Czy Joanna była mężczyzną?
Czy Joanna była mężczyzną? O płci i seksualności w wiekach średnich
AGNIESZKA KRZEMIŃSKA: – W czasach gorących dyskusji wokół płci oraz seksualnych orientacji pojawia się mnóstwo badań na temat tego, jak te kwestie wyglądały w przeszłości. Ostatnio wyszła książka „Płynność płci”(„Les genres fluides”) historyczki i działaczki LGBT Clovis Maillet, która, powołując się na przykłady świętych wchodzących w role niezgodne z ich płcią biologiczną, doszukuje się w tym średniowiecznej transpłciowości. Ma rację?

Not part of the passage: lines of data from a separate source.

//! 启动配置
//!
//! 加载顺序：内置默认值、可选的 TOML 文件、`LORN_WIRING` 前缀的环境变量（层级分隔符 `__`）。

use config::{Config, Environment, File, FileFormat};
use di_abstractions::{ContainerConfig, CyclePolicy};
use infrastructure_common::{ConfigError, ConfigResult};
use serde::{Deserialize, Serialize};
use std::path::Path;
use tracing::{debug, info};

/// 环境变量前缀
pub const ENV_PREFIX: &str = "LORN_WIRING";

/// 启动配置
#[derive(Debug, Clone, PartialEq, Eq, Serialize, Deserialize)]
#[serde(default)]
pub struct BootstrapConfig {
    /// 无界面模式，跳过 UI 交接
    pub headless: bool,
    /// 启动参数中表示无界面模式的标志
    pub headless_flag: String,
    /// 启动参数中指定额外配置标记类型的前缀
    pub config_marker_prefix: String,
    /// 发现范围（模块路径前缀）
    pub scan_scope: Option<String>,
    /// 最大解析深度
    pub max_resolution_depth: usize,
    /// 循环依赖处理策略
    pub cycle_policy: CyclePolicy,
    /// 启动结束时是否把装配报告输出到日志
    pub report_diagnostics: bool,
}

impl Default for BootstrapConfig {
    fn default() -> Self {
        let container = ContainerConfig::default();
        Self {
            headless: false,
            headless_flag: "--headless".to_string(),
            config_marker_prefix: "--config-marker=".to_string(),
            scan_scope: None,
            max_resolution_depth: container.max_resolution_depth,
            cycle_policy: container.cycle_policy,
            report_diagnostics: true,
        }
    }
}

impl BootstrapConfig {
    /// 加载配置
    ///
    /// 显式给出的文件必须存在且可读。
    pub fn load(path: Option<&Path>) -> ConfigResult<Self> {
        let defaults = toml::to_string(&Self::default()).map_err(|e| ConfigError::ParseError {
            source: Box::new(e),
        })?;
        let mut builder = Config::builder().add_source(File::from_str(&defaults, FileFormat::Toml));

        if let Some(path) = path {
            if !path.exists() {
                return Err(ConfigError::FileNotFound {
                    path: path.display().to_string(),
                });
            }
            info!("加载启动配置文件: {}", path.display());
            let content = std::fs::read_to_string(path)?;
            builder = builder.add_source(File::from_str(&content, FileFormat::Toml));
        }

        builder = builder.add_source(
            Environment::with_prefix(ENV_PREFIX)
                .separator("__")
                .try_parsing(true),
        );

        let config: Self = builder
            .build()
            .and_then(Config::try_deserialize)
            .map_err(|e| ConfigError::ParseError {
                source: Box::new(e),
            })?;

        config.validate()?;
        debug!("启动配置: {:?}", config);
        Ok(config)
    }

    /// 验证配置
    pub fn validate(&self) -> ConfigResult<()> {
        if self.max_resolution_depth == 0 {
            return Err(ConfigError::ValidationError {
                message: "max_resolution_depth 必须大于 0".to_string(),
            });
        }
        if self.headless_flag.trim().is_empty() {
            return Err(ConfigError::ValidationError {
                message: "headless_flag 不能为空".to_string(),
            });
        }
        if self.config_marker_prefix.trim().is_empty() {
            return Err(ConfigError::ValidationError {
                message: "config_marker_prefix 不能为空".to_string(),
            });
        }
        if self.scan_scope.as_deref().is_some_and(|scope| scope.trim().is_empty()) {
            return Err(ConfigError::ValidationError {
                message: "scan_scope 不能为空字符串".to_string(),
            });
        }
        Ok(())
    }

    /// 容器配置
    pub fn container_config(&self) -> ContainerConfig {
        ContainerConfig {
            max_resolution_depth: self.max_resolution_depth,
            cycle_policy: self.cycle_policy,
        }
    }
}
//! 可注入字段

use once_cell::sync::OnceCell;
use std::fmt;
use std::sync::Arc;

/// 可注入字段槽位
///
/// 组件把依赖声明为 `Inject<dyn Trait>` 或 `Inject<Concrete>` 字段，容器在
/// 注入阶段写入一次。循环依赖下，依赖方可能在本字段写入之前就观察到组件，
/// 此时 [`Inject::get`] 返回 `None`。
pub struct Inject<C: ?Sized> {
    cell: OnceCell<Arc<C>>,
}

impl<C: ?Sized> Inject<C> {
    /// 创建空槽位
    pub const fn new() -> Self {
        Self {
            cell: OnceCell::new(),
        }
    }

    /// 获取已注入的值
    pub fn get(&self) -> Option<&Arc<C>> {
        self.cell.get()
    }

    /// 是否已注入
    pub fn is_wired(&self) -> bool {
        self.cell.get().is_some()
    }

    /// 写入值，槽位已有值时返回 `false` 且不覆盖
    pub fn set(&self, value: Arc<C>) -> bool {
        self.cell.set(value).is_ok()
    }
}

impl<C: ?Sized> Default for Inject<C> {
    fn default() -> Self {
        Self::new()
    }
}

impl<C: ?Sized> fmt::Debug for Inject<C> {
    fn fmt(&self, f: &mut fmt::Formatter<'_>) -> fmt::Result {
        f.debug_struct("Inject")
            .field("type", &std::any::type_name::<C>())
            .field("wired", &self.is_wired())
            .finish()
    }
}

KRZYSZTOF SKWIERCZYŃSKI: – Niestety, książka rozczarowuje. Zacznijmy od tego, że jednym z większych niebezpieczeństw historiografii jest przekładanie słusznych nawet, ale współczesnych postulatów ruchów gejowskich, feministycznych, gender i queer na badania historyczne. Nieważne, czy jest się kobietą, gejem, transgenderowcem czy katolickim konserwatystą, jeśli się jest naukowcem, należy odciąć się od tego, kim się jest, i po prostu badać źródła. Tymczasem coraz bardziej ulegamy różnym modom intelektualnym – mamy zwrot przestrzenny (zakładający, że przestrzeń, w której żyje człowiek, jest faktem społecznym), zwierzęcy, genderowy itd., itp. Często polega to na wybieraniu ze źródeł danych pod z góry przyjętą tezę, co jest metodologicznie nieakceptowalne i wiedzie na manowce.
Modę na badanie homoerotyki w historii wprowadził w latach 80. amerykański mediewista i gej John Boswell, autor książki „Chrześcijaństwo, tolerancja społeczna i homoseksualność. Geje i lesbijki w Europie Zachodniej od początku ery chrześcijańskiej do XIV w.”, w której dowodził, że w wiekach średnich akceptowano zachowania homoseksualne, a nawet istniały małżeństwa jednopłciowe, na co nie ma dowodów. Pisał też o średniowiecznych „gejach” i homoseksualizmie. Według mnie takie podejście jest ahistoryczne i wypaczające, bo pojęcia te są stosunkowo młode, więc w mojej pracy badawczej konsekwentnie używam określeń „sodomia i sodomici”, choć nie bardzo je lubię.